Lo confieso, nunca me interesó Top Gun. Ni fui a verla en cine, ni la saqué del video club; la vi casi obligado una tarde de verano en la que no había otra alternativa y no entendí nada. Aquel elogio al individualismo y medición de pollerío me pareció irrelevante. Es un video clip y como tal, te quedas con las imágenes potentes, la fotografía y las ocurrencias, pero no hay por dónde cogerla. Con el tiempo, aprendí a amar a Tony Scott, pero esa es otra historia.
En plena batalla con las plataformas, en una vorágine pandémica donde te lo llevan todo a casa, a unos iluminados se les ocurre hacer una secuela para ver en salas. Ridley se dio cuenta de que los nuevos guerreros del aire eran unos gordos que controlaban los artefactos desde contenedores acondicionados. Aquello no era muy fotogénico. Así como los productores de blockbusters luchaban para desmarcarse de las plataformas, los pilotos iban extinguiéndose ante la perfección de los drones. Era un gran punto de partida, de ahí ese momento, en el que Ed Harris, que quiere jubilar a los pilotos, se las tiene que ver con Tom y le dice: “Sabe que tienen que desaparecer”. Y Tom que le contesta “pero no hoy”. Pero no hoy, gran frase del cine de superación, la otra gran línea de producción de Hollywood junto con la del Tiburón. Pero no hoy, porque mientras quede algo de vida dentro de mí. Pero no hoy.
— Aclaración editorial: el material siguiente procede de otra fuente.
// src/cli.rs
use std::{env, path::PathBuf};

use log::{LevelFilter, SetLoggerError};
use thiserror::Error;

use crate::config::consts::LOG_FILE;
use crate::config::options::{AppOptions, ExportFormat};
use crate::core::net::Locator;
use crate::error::PipelineError;
use crate::logging;
use crate::progress::{Progress, Stage};
use crate::reconcile::JoinPolicy;
use crate::runner::{self, Sources};

#[derive(Debug, Error)]
pub enum CliError {
    #[error("{0}")]
    Usage(String),

    #[error(transparent)]
    Pipeline(#[from] PipelineError),

    #[error("logger: {0}")]
    Logger(#[from] SetLoggerError),
}

fn usage(msg: impl Into<String>) -> CliError {
    CliError::Usage(msg.into())
}

/// Parsed command line: run options plus process-level settings.
#[derive(Debug)]
pub struct CliArgs {
    pub opts: AppOptions,
    pub aliases_file: Option<PathBuf>,
    pub level: LevelFilter,
    pub log_file: Option<PathBuf>,
}

impl Default for CliArgs {
    fn default() -> Self {
        Self {
            opts: AppOptions::default(),
            aliases_file: None,
            level: LevelFilter::Info,
            log_file: Some(PathBuf::from(LOG_FILE)),
        }
    }
}

#[derive(Debug)]
pub enum Command {
    Run(CliArgs),
    Help,
}

pub fn run() -> Result<(), CliError> {
    let args = match parse_args(env::args().skip(1))? {
        Command::Help => {
            eprint!("{}", include_str!("cli_help.txt"));
            return Ok(());
        }
        Command::Run(args) => args,
    };

    logging::init(args.level, args.log_file.as_deref())?;

    let mut opts = args.opts;
    if let Some(path) = &args.aliases_file {
        let n = opts.pipeline.aliases.merge_file(path)?;
        log::info!("Aliases: {n} loaded from {}", path.display());
    }

    let mut progress = ConsoleProgress::default();
    let summary = runner::run(&opts, Sources::live(), Some(&mut progress))?;

    let rec = &summary.reconciled;
    log::info!(
        "Merged {} rows ({} without a web match, {} name mismatches)",
        rec.rows.len(), rec.unmatched, rec.mismatches.len()
    );
    for path in &summary.files_written {
        println!("Wrote {}", path.display());
    }
    Ok(())
}

pub fn parse_args<I>(args: I) -> Result<Command, CliError>
where
    I: IntoIterator<Item = String>,
{
    let mut out = CliArgs::default();
    let mut args = args.into_iter();

    while let Some(a) = args.next() {
        let mut value = |flag: &str| args.next().ok_or_else(|| usage(format!("Missing value for {flag}")));
        match a.as_str()
        {
            "--pdf" => out.opts.pipeline.pdf = Locator::parse(&value("--pdf")?),
            "--web" => out.opts.pipeline.web = Locator::parse(&value("--web")?),
            "-o" | "--out" => out.opts.export.out_dir = PathBuf::from(value("--out")?),
            "--format" => {
                let v = value("--format")?;
                out.opts.export.format = match v.to_ascii_lowercase().as_str() {
                    "csv" => ExportFormat::Csv,
                    "tsv" => ExportFormat::Tsv,
                    other => return Err(usage(format!("Unknown format: {other}"))),
                };}
            "--no-headers" => out.opts.export.include_headers = false,
            "--no-summaries" => out.opts.export.summaries = false,
            "--aliases" => out.aliases_file = Some(PathBuf::from(value("--aliases")?)),
            "--strict-join" => out.opts.pipeline.join_policy = JoinPolicy::RejectUnmatched,
            "--no-cross-check" => out.opts.pipeline.cross_check = false,
            "--log-file" => out.log_file = Some(PathBuf::from(value("--log-file")?)),
            "-v" | "--verbose" => out.level = LevelFilter::Debug,
            "-q" | "--quiet" => out.level = LevelFilter::Error,
            "-h" | "--help" => return Ok(Command::Help),
            _ => return Err(usage(format!("Unknown arg: {a}"))),
        }
    }
    Ok(Command::Run(out))
}

/// Stage ticks as log lines.
#[derive(Default)]
struct ConsoleProgress {
    total: usize,
    done: usize,
}

impl Progress for ConsoleProgress {
    fn begin(&mut self, total: usize) {
        self.total = total;
        self.done = 0;
    }

    fn log(&mut self, msg: &str) {
        log::debug!("{msg}");
    }

    fn stage_done(&mut self, stage: Stage) {
        self.done += 1;
        log::info!("[{}/{}] {stage}", self.done, self.total);
    }
}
TOP GUN MAVERICK coge todas las macarradas de la primera y les da un barniz de humildad. Sabe que, al final, la máquina derrotará al hombre, tal y como lleva haciendo trescientos años, sabe que esos cuerpos que juegan a vóley playa se marchitarán y serán “carne de fisio”. Sabe que el amor de la profe y el alumno no puede ir muy lejos y que la inmadurez se paga, que las reses de Maverick solo eran un estorbo en cualquier predio.
TOP GUN MAVERICK es una gran disculpa, pero a parte, en este contexto, es la película que ha salvado el cine como lo hemos conocido. Tom lo ha conseguido, ha dado un día más de vida al ritual de la sala.
Pero lo confieso, nunca me interesó TOP GUN. Recuerdo que a finales del 95, estuve unas semanas en Cáceres, haciendo la instrucción militar. Cada viernes, al acabar, nos tenían un rato formados y algunos se piraban de fin de semana. Se iban marchando como si fueran a comerse el mundo. El segundo viernes, nos sobrevoló un F-14, fue algo impresionante, porque sientes el eco en tu tímpano. El piloto dio una vuelta y bajó en picado para regalarnos una pirueta. Recuerdo cómo aquellos gañanes formados junto a mi, rompieron la fila como si se estuvieran corriendo. Pues la cosa se repitió el tercer y cuarto viernes, la vuelta, la pirueta, la ovación. En nuestra vida de presos aquello era un fogonazo de adrenalina.
El quinto viernes no volvió. El sexto, nosotros ya no estábamos allí.